SCTP connections using IPv6 hang on the third leg of the connection setup when
trying to connect to the system itself over lo0.
Netstat shows these lines about the pending/hanging connect...
sctp46 1to1 fe80::225:90ff:f.6042 ::1.41368 ESTABLISHED
sctp46 1to1 ::1.41368 ::1.6042 COOKIE_ECHOED
Tcpdump (tcpdump -i lo0) trace collected during the SCTP/IPv6 connection
setup shows this...
09:35:21.999609 IP6 ::1.41140 > ::1.6042: sctp (1) [INIT] [init tag: 1501306277] [rwnd: 1864135] [OS: 10] [MIS: 2048] [init TSN: 2226957883]
09:35:22.000383 IP6 ::1.6042 > ::1.41140: sctp (1) [INIT ACK] [init tag: 3322565489] [rwnd: 1864135] [OS: 10] [MIS: 2048] [init TSN: 1843245874]
09:35:22.000870 IP6 ::1.41140 > ::1.6042: sctp (1) [COOKIE ECHO]
09:35:23.000476 IP6 ::1.41140 > ::1.6042: sctp (1) [COOKIE ECHO]
09:35:25.000820 IP6 ::1.41140 > ::1.6042: sctp (1) [COOKIE ECHO]
09:35:29.000743 IP6 ::1.41140 > ::1.6042: sctp (1) [COOKIE ECHO]
Running the exact same connection test while using IPv4 addresses
there is no problem. Everything works just fine.
While using IPv6 the connect() call eventually ends with timeout.
So, it seems something in the SCTP implementation is not exactly the same
when the IP layer is IPv6 compared to the case when the IP layer is IPv4.
The really odd thing about this is that this exact result only happens
when the server is binding to multiple addresses and the client is using
an implicit wild card bind while calling connect() without an explicit bind.
If I change the test client to use explicit sctp_bindx() calls for all
suitable local addresses the connection still hangs but netstat shows me
sctp46 1to1 fe80::1.44586 ::1.6042 COOKIE_WAIT
sctp46 1to1 fe80::1.6042 LISTEN
At the same time tcpdump shows me no SCTP packets via lo0 at all.
Needless to say maybe, but with explicit bind on the client side
and IPv4 addresses everything works just fine.
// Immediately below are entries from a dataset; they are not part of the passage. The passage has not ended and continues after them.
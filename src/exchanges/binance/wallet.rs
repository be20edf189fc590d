use crate::core::errors::ExchangeError;
use crate::core::kernel::{Endpoint, Params, RestClient, SecurityType};
use crate::exchanges::binance::rest::BinanceRestClient;
use crate::exchanges::binance::types::{
    AccountStatus, AssetDetails, DepositAddress, DepositRecord, SystemStatus, WithdrawRecord,
};
use tracing::instrument;

const SYSTEM_STATUS: Endpoint = Endpoint::get("/sapi/v1/system/status", SecurityType::None);
const ACCOUNT_STATUS: Endpoint = Endpoint::get("/sapi/v1/account/status", SecurityType::Signed);
const DEPOSIT_ADDRESS: Endpoint =
    Endpoint::get("/sapi/v1/capital/deposit/address", SecurityType::Signed);
const DEPOSIT_HISTORY: Endpoint =
    Endpoint::get("/sapi/v1/capital/deposit/hisrec", SecurityType::Signed);
const WITHDRAW_HISTORY: Endpoint =
    Endpoint::get("/sapi/v1/capital/withdraw/history", SecurityType::Signed);
const ASSET_DETAIL: Endpoint = Endpoint::get("/sapi/v1/asset/assetDetail", SecurityType::Signed);

/// Wallet endpoints: system status, deposits, withdrawals, asset details.
pub struct WalletClient<R: RestClient> {
    rest: BinanceRestClient<R>,
}

impl<R: RestClient + Clone> WalletClient<R> {
    pub fn new(rest: &R) -> Self {
        Self {
            rest: BinanceRestClient::new(rest.clone()),
        }
    }

    /// The wallet-reported system status. Independent of the probe-based
    /// maintenance detection at construction time.
    #[instrument(skip(self), fields(venue = "binance"))]
    pub async fn system_status(&self) -> Result<SystemStatus, ExchangeError> {
        self.rest.typed(&SYSTEM_STATUS, Params::new()).await
    }

    #[instrument(skip(self), fields(venue = "binance"))]
    pub async fn account_status(&self) -> Result<AccountStatus, ExchangeError> {
        self.rest.typed(&ACCOUNT_STATUS, Params::new()).await
    }

    #[instrument(skip(self), fields(venue = "binance", coin = %coin))]
    pub async fn deposit_address(
        &self,
        coin: &str,
        network: Option<&str>,
    ) -> Result<DepositAddress, ExchangeError> {
        let params = Params::new().with("coin", coin).with_opt("network", network);
        self.rest.typed(&DEPOSIT_ADDRESS, params).await
    }

    /// Deposit history. `extra` takes the endpoint's optional filters
    /// (`coin`, `status`, `startTime`, `endTime`, `offset`, `limit`).
    #[instrument(skip(self, extra), fields(venue = "binance"))]
    pub async fn deposit_history(&self, extra: Params) -> Result<Vec<DepositRecord>, ExchangeError> {
        let mut params = Params::new();
        params.merge_extra(extra)?;
        self.rest.typed(&DEPOSIT_HISTORY, params).await
    }

    /// Withdraw history. `extra` takes the endpoint's optional filters.
    #[instrument(skip(self, extra), fields(venue = "binance"))]
    pub async fn withdraw_history(
        &self,
        extra: Params,
    ) -> Result<Vec<WithdrawRecord>, ExchangeError> {
        let mut params = Params::new();
        params.merge_extra(extra)?;
        self.rest.typed(&WITHDRAW_HISTORY, params).await
    }

    /// Per-asset deposit/withdraw details, keyed by asset symbol.
    #[instrument(skip(self), fields(venue = "binance"))]
    pub async fn asset_detail(&self, asset: Option<&str>) -> Result<AssetDetails, ExchangeError> {
        let params = Params::new().with_opt("asset", asset);
        self.rest.typed(&ASSET_DETAIL, params).await
    }
}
So, there is some sort of disparity between how SCTP connection setup
works on top of IPv6 and IPv4.
Not the foggiest idea yet.
How-To-Repeat: I am not quite sure of the conditions that trigger this odd behavior.
Over to maintainer(s).
Which addresses are you binding? Are the programs you use
I'm pretty sure the problem is related to the address scopes
in IPv6. I haven't done testing link local addresses at all,
The problem seems to be SCTP specific.
For bugs matching the following criteria:
Status: In Progress Changed: (is less than) 2014-06-01
Reset to default assignee and clear in-progress tags.
Mail being skipped
Is it known whether this is still a problem? Is there any sample reproducible that could be used to verify?
The reason is known. When one binds the local addresses explicitly
one by one before calling connect() the system activates all of the
local addresses right after the INIT and INIT-ACK before COOKIE-ECHO
and COOKIE-ACK. Because at this phase the system has not seen any
other traffic between the endpoints but the couple of packets needed
for a successful INIT and INIT-ACK it only knows about one single pair
of operational addresses. Activating the other potential local addresses
at this phase causes the COOKIE processing being attempted using a
different local address which may not be routable at all to the one
known peer address.
The local addresses can be activated only when they have been used
for a successful INIT + INIT-ACK or they have been tested and proven
to be routable to at least one of the reported peer addresses. This
testing of functional address pairs works only through successful
pairs of HEARTBEAT + HEARTBEAT-ACK.
The current logic is opportunistic and wrong.
(In reply to jau from comment #6)
A way to fix it to rewrite the handling of the local addresses. At least this was the outcome of a discussion with rrs. It just requires a fair amount of changes and fixes a specific issue. The current address handling was optimised for end-points binding against the wildcard address.